### EXERCISE PROMPT
Provide again, from the entries below, every line from the one containing "Ok(Self(u32::from_str_radix(s, 16)?))" through the one containing "#[cfg(test)]", exactly as written, and no other line.

### RECORDS SHOWN
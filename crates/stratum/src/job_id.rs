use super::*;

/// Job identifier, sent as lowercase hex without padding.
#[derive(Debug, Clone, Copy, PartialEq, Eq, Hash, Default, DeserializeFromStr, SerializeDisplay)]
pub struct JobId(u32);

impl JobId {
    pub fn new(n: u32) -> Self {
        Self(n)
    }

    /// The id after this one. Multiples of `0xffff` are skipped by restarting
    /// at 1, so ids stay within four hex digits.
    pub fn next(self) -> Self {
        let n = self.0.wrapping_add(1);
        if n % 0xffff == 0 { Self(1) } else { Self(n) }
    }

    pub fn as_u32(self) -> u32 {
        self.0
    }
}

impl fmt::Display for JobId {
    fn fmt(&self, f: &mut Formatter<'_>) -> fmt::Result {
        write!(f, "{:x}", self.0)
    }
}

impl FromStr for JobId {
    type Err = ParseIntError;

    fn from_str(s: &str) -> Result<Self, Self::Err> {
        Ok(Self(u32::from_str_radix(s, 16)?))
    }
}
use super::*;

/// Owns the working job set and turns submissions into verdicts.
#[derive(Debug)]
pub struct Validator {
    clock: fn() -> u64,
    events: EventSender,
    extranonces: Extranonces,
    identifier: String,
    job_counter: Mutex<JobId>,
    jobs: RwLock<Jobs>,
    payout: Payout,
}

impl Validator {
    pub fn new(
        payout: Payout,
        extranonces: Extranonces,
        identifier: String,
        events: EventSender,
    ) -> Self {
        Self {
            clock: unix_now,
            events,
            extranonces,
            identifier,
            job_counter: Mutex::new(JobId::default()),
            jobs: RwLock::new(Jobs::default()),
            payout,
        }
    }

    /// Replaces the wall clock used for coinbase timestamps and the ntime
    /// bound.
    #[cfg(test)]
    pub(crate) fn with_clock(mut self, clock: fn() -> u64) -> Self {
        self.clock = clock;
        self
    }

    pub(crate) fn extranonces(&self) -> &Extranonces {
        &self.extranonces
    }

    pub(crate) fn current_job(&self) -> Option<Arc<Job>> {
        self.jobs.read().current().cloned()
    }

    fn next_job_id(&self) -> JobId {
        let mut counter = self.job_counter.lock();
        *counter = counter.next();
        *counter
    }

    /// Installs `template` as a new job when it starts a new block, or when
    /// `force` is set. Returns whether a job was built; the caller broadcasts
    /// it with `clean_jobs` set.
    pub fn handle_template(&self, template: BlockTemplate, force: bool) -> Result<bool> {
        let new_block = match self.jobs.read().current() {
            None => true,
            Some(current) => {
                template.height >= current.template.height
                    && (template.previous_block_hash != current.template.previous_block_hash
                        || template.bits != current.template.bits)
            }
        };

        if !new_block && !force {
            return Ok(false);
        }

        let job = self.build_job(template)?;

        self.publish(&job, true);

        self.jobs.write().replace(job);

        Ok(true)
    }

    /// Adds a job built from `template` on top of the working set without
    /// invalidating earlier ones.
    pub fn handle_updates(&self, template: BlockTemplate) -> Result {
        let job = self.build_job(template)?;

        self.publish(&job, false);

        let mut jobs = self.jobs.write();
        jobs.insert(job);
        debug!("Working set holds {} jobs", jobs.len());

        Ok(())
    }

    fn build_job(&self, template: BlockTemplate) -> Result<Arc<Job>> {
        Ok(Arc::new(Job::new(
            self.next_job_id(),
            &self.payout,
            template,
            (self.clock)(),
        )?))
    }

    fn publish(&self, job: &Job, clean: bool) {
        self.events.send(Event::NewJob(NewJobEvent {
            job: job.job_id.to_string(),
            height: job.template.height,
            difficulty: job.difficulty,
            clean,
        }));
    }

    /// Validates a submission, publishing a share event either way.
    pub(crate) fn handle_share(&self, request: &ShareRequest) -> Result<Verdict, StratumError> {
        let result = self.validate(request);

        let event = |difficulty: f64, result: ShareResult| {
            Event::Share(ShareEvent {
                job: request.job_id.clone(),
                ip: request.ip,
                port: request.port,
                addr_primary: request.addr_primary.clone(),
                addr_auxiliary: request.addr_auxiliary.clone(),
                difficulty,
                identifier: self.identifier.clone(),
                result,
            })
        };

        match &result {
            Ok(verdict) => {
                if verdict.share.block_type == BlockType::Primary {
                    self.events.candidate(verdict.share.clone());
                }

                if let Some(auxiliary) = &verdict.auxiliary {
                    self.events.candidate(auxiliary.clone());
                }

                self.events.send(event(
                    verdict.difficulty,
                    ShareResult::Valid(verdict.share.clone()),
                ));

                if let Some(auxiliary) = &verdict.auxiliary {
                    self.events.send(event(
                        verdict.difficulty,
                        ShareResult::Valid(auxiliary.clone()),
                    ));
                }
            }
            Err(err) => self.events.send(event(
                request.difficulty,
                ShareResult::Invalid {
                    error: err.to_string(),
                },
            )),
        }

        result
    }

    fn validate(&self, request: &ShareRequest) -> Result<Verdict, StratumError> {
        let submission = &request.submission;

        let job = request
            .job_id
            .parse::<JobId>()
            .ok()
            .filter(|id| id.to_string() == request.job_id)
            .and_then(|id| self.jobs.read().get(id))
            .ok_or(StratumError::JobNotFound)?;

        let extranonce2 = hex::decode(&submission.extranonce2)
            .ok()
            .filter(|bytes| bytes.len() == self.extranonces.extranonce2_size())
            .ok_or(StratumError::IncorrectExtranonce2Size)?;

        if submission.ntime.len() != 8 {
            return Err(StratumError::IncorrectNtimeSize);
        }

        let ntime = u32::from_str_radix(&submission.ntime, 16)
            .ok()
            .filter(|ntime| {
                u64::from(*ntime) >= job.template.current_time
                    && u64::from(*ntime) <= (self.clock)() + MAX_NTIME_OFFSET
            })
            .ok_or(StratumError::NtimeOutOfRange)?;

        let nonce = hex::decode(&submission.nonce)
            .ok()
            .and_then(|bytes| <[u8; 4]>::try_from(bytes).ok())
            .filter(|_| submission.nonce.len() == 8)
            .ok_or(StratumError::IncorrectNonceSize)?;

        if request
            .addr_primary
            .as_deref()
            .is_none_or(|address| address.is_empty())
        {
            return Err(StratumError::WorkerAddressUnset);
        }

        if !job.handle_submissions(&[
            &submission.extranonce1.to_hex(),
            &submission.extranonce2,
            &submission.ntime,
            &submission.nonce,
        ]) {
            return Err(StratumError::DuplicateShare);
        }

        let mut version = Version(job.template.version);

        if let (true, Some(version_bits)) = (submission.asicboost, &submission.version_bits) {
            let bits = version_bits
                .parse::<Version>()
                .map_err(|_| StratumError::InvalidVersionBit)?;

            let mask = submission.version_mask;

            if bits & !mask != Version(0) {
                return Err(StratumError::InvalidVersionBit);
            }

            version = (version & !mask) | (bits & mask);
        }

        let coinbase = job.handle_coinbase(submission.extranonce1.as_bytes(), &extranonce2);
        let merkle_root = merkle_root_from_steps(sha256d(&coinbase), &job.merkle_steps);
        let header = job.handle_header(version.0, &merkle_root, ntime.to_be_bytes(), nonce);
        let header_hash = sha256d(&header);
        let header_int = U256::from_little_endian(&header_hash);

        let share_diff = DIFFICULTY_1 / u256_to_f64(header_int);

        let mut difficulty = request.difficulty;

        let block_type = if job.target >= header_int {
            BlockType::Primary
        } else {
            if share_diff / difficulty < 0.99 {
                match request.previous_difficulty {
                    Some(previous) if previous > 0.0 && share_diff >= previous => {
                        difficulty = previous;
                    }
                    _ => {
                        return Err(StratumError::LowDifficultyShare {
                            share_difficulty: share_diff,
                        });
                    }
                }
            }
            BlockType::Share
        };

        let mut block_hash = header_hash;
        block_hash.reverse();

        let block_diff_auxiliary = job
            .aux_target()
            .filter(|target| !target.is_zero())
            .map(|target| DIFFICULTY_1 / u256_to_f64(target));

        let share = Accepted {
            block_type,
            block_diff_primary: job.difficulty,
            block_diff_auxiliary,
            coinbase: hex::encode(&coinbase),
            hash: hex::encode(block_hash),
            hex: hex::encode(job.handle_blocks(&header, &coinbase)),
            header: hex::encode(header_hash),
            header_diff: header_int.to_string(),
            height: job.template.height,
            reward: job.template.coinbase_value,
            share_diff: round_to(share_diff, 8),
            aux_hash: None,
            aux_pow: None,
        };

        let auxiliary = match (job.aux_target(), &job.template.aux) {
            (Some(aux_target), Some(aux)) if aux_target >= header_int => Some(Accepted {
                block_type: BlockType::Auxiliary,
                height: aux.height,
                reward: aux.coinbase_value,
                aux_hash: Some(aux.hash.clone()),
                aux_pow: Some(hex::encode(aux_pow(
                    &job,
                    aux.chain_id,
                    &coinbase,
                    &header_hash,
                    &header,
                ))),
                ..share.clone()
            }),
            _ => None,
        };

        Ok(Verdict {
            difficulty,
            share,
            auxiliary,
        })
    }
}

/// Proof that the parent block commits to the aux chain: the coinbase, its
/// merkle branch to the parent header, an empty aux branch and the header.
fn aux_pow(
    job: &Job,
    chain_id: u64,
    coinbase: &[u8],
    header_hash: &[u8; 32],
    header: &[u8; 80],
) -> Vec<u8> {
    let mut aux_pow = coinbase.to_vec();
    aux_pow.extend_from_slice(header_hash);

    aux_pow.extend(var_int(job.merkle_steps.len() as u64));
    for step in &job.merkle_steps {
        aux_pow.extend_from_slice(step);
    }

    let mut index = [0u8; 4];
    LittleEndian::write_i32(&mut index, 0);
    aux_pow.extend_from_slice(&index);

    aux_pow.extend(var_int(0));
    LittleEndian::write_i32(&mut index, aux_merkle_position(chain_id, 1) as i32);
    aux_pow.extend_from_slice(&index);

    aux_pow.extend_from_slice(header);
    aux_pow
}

### RESULT
        Ok(Self(u32::from_str_radix(s, 16)?))
    }
}
use super::*;

/// Owns the working job set and turns submissions into verdicts.
#[derive(Debug)]
pub struct Validator {
    clock: fn() -> u64,
    events: EventSender,
    extranonces: Extranonces,
    identifier: String,
    job_counter: Mutex<JobId>,
    jobs: RwLock<Jobs>,
    payout: Payout,
}

impl Validator {
    pub fn new(
        payout: Payout,
        extranonces: Extranonces,
        identifier: String,
        events: EventSender,
    ) -> Self {
        Self {
            clock: unix_now,
            events,
            extranonces,
            identifier,
            job_counter: Mutex::new(JobId::default()),
            jobs: RwLock::new(Jobs::default()),
            payout,
        }
    }

    /// Replaces the wall clock used for coinbase timestamps and the ntime
    /// bound.
    #[cfg(test)]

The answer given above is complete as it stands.